Michael Hogge, chargé de projets scientifiques et épidémiologiques chez Eurotox, confirme qu'il en est de même chez nous, où "la cocaïne est très répandue et très accessible".
Si on ne dispose pas de chiffres très récents à mettre en parallèle avec les données pour la France, il confirme qu'"en Belgique, on observe une augmentation des demandes de traitement, pour le crack particulièrement.
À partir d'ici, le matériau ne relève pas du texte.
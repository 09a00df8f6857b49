use std::path::PathBuf;
use vessel_runtime::cdi::{CdiError, Registry};
use vessel_schema::{BundleSpec, LinuxDevice, Mount};

const KMSG: &str = "vesseltesting.example.org/device=kmsgDevice";
const TMP17: &str = "vesseltesting.example.org/device=tmpmountDevice17";
const TMP1: &str = "vesseltesting.example.org/tmpmount=tmpmountDevice1";

fn fixture_registry() -> Registry {
    let dir = PathBuf::from(env!("CARGO_MANIFEST_DIR")).join("tests/cdi");
    Registry::new(&[dir])
}

fn base_spec() -> BundleSpec {
    let mut spec = BundleSpec::default();
    spec.process_mut().set_env("PATH", "/usr/bin:/bin");
    spec
}

fn names(items: &[&str]) -> Vec<String> {
    items.iter().map(|s| (*s).to_owned()).collect()
}

fn tmp_mount(destination: &str, options: &[&str]) -> Mount {
    Mount {
        destination: destination.to_owned(),
        mount_type: None,
        source: Some("/tmp".to_owned()),
        options: names(options),
    }
}

fn kmsg_device() -> LinuxDevice {
    LinuxDevice {
        path: "/dev/kmsg".to_owned(),
        device_type: "c".to_owned(),
        major: 1,
        minor: 11,
        file_mode: None,
        uid: Some(1000),
        gid: Some(1000),
    }
}

fn env_of(spec: &BundleSpec) -> Vec<String> {
    spec.process.as_ref().map(|p| p.env.clone()).unwrap_or_default()
}

fn assert_env_contains(spec: &BundleSpec, wanted: &[&str]) {
    let env = env_of(spec);
    for w in wanted {
        assert!(env.contains(&(*w).to_owned()), "missing {w} in {env:?}");
    }
}

#[test]
fn fixtures_load_and_broken_spec_is_reported() {
    let reg = fixture_registry();
    assert_eq!(reg.device_names(), names(&[KMSG, TMP17, TMP1]));
    assert_eq!(reg.errors().len(), 1);
    assert!(matches!(reg.errors()[0], CdiError::InvalidSpec { .. }));
}

#[test]
fn single_kmsg_device() {
    let out = fixture_registry()
        .inject_devices(&base_spec(), &names(&[KMSG]))
        .unwrap();

    let linux = out.linux.as_ref().unwrap();
    assert_eq!(linux.devices, vec![kmsg_device()]);
    let rules = &linux.resources.as_ref().unwrap().devices;
    assert_eq!(rules.len(), 1);
    assert_eq!(rules[0].device_type.as_deref(), Some("c"));
    assert_eq!((rules[0].major, rules[0].minor), (Some(1), Some(11)));
    assert_eq!(rules[0].access.as_deref(), Some("rwm"));

    assert_eq!(out.mounts, vec![tmp_mount("/tmpmountforkmsg", &["rw"])]);
    assert_env_contains(&out, &["FOO=VALID_SPEC", "BAR=BARVALUE1", "PATH=/usr/bin:/bin"]);
}

#[test]
fn tmp_devices_from_two_specs() {
    let out = fixture_registry()
        .inject_devices(&base_spec(), &names(&[TMP17, TMP1]))
        .unwrap();

    assert!(out.linux.is_none());
    assert_eq!(
        out.mounts,
        vec![
            tmp_mount("/tmpmount1", &["ro"]),
            tmp_mount("/tmpmount13", &["rw"]),
            tmp_mount("/tmpmount17", &["r"]),
            tmp_mount("/tmpmount3", &["rbind", "nosuid", "nodev"]),
        ]
    );
    assert_env_contains(
        &out,
        &[
            "ABCD=QWERTY",
            "EFGH=ASDFGH",
            "IJKL=ZXCVBN",
            "FOO=VALID_SPEC",
            "BAR=BARVALUE1",
        ],
    );
}

#[test]
fn tmp_device_from_one_spec() {
    let out = fixture_registry()
        .inject_devices(&base_spec(), &names(&[TMP1]))
        .unwrap();
    assert_eq!(out.mounts.len(), 3);
    assert_env_contains(&out, &["ABCD=QWERTY", "EFGH=ASDFGH", "IJKL=ZXCVBN"]);
    assert!(!env_of(&out).iter().any(|e| e.starts_with("FOO=")));
}

#[test]
fn mixed_devices() {
    let out = fixture_registry()
        .inject_devices(&base_spec(), &names(&[TMP17, KMSG, TMP1]))
        .unwrap();
    assert_eq!(out.linux.as_ref().unwrap().devices, vec![kmsg_device()]);
    let destinations: Vec<&str> = out.mounts.iter().map(|m| m.destination.as_str()).collect();
    assert_eq!(
        destinations,
        [
            "/tmpmount1",
            "/tmpmount13",
            "/tmpmount17",
            "/tmpmount3",
            "/tmpmountforkmsg"
        ]
    );
    let env = env_of(&out);
    assert_eq!(env.iter().filter(|e| e.starts_with("FOO=")).count(), 1);
}

#[test]
fn repeated_injection_is_identical() {
    let requested = names(&[TMP17, KMSG, TMP1]);
    let first = fixture_registry()
        .inject_devices(&base_spec(), &requested)
        .unwrap();
    let second = fixture_registry()
        .inject_devices(&base_spec(), &requested)
        .unwrap();

    assert_eq!(first, second);
    assert_eq!(
        serde_json::to_string(&first).unwrap(),
        serde_json::to_string(&second).unwrap()
    );
    let destinations: Vec<&str> = first.mounts.iter().map(|m| m.destination.as_str()).collect();
    let mut sorted = destinations.clone();
    sorted.sort_unstable();
    assert_eq!(destinations, sorted);
}

#[test]
fn existing_mounts_are_sorted_with_injected_ones() {
    let mut spec = base_spec();
    spec.mounts.push(Mount::tmpfs("/zzz", &[]));
    spec.mounts.push(Mount::tmpfs("/dev", &[]));
    let out = fixture_registry()
        .inject_devices(&spec, &names(&[TMP17]))
        .unwrap();
    let destinations: Vec<&str> = out.mounts.iter().map(|m| m.destination.as_str()).collect();
    assert_eq!(destinations, ["/dev", "/tmpmount17", "/zzz"]);
}

#[test]
fn unknown_device_fails_without_mutation() {
    let spec = base_spec();
    let err = fixture_registry()
        .inject_devices(&spec, &names(&["vesseltesting.example.org/device=noSuchDevice"]))
        .unwrap_err();
    assert!(matches!(err, CdiError::UnresolvableDevices(ref n) if n.len() == 1));
    assert_eq!(spec, base_spec());
}

#[test]
fn all_unknown_devices_are_reported_together() {
    let err = fixture_registry()
        .inject_devices(
            &base_spec(),
            &names(&[
                TMP17,
                "vesseltesting.example.org/device=noSuchDevice",
                TMP1,
                "vesseltesting.example.org/device=noSuchDeviceEither",
                KMSG,
            ]),
        )
        .unwrap_err();
    match err {
        CdiError::UnresolvableDevices(missing) => {
            assert_eq!(
                missing,
                names(&[
                    "vesseltesting.example.org/device=noSuchDevice",
                    "vesseltesting.example.org/device=noSuchDeviceEither",
                ])
            );
        }
        other => panic!("unexpected error: {other}"),
    }
}

#[test]
fn injected_device_replaces_node_with_same_path() {
    let mut spec = base_spec();
    spec.linux_mut().devices.push(LinuxDevice {
        path: "/dev/kmsg".to_owned(),
        device_type: "c".to_owned(),
        major: 9,
        minor: 9,
        file_mode: None,
        uid: None,
        gid: None,
    });
    let out = fixture_registry()
        .inject_devices(&spec, &names(&[KMSG]))
        .unwrap();
    assert_eq!(out.linux.unwrap().devices, vec![kmsg_device()]);
}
Mais cela ne représente qu'une partie des consommateurs".
En ce qui concerne la cocaïne, le nombre de demandes de traitement pour soigner une addiction est en hausse, progressant de 2.500 personnes en 2015 à 4.200 en 2022.
Forte hausse des consommateurs de MDMA/ecstasy
Autres données révélées par la dernière étude de l'Observatoire français des drogues et des tendances addictives : la progression des autres drogues que la cocaïne.
Les chiffres restent relativement stables sur le cannabis, drogue la plus consommée en France, avec 5 millions d'usagers dans l'année en 2023, 1,4 million d'usagers réguliers (10 fois au cours des 30 derniers jours, NDLR) et 900.000 consommateurs quotidiens.
"C'est chez les jeunes adultes qu'il y a eu les plus fortes hausses de l'expérimentation et de l'usage dans l'année", notamment pour les stimulants comme la cocaïne et l'ecstasy/MDMA, commente Ivana Obradovic.
L'usage de MDMA/ecstasy a lui bondi, passant de 400.000 à 750.000 personnes entre 2019 et 2023 ayant consommé au moins une fois le produit dans l'année.
L'expérimentation de l'héroïne, puissant opioïde, continue de progresser en France, avec 850.000 expérimentateurs (+350.000 depuis la précédente étude).
Si l'héroïne se procurait historiquement dans des bastions tels que la Meuse, les consommateurs peuvent désormais en trouver partout en France.
Par ailleurs, "les usages d'héroïne ne touchent plus uniquement les plus précaires, il y a des personnes plus insérées socialement qui en consomment de manière 'sniffée'", détaille Mme Obradovic.
Le chiffre d'affaires du trafic de drogue est estimé entre 3,5 et 6 milliards d'euros par an en France. Dans une récente étude, l'OFDT a mesuré le coût social - valeur des vies humaines perdues, perte de la qualité de vie, coût pour les finances publiques - que représentent les drogues illicites à 7,7 milliards d'euros.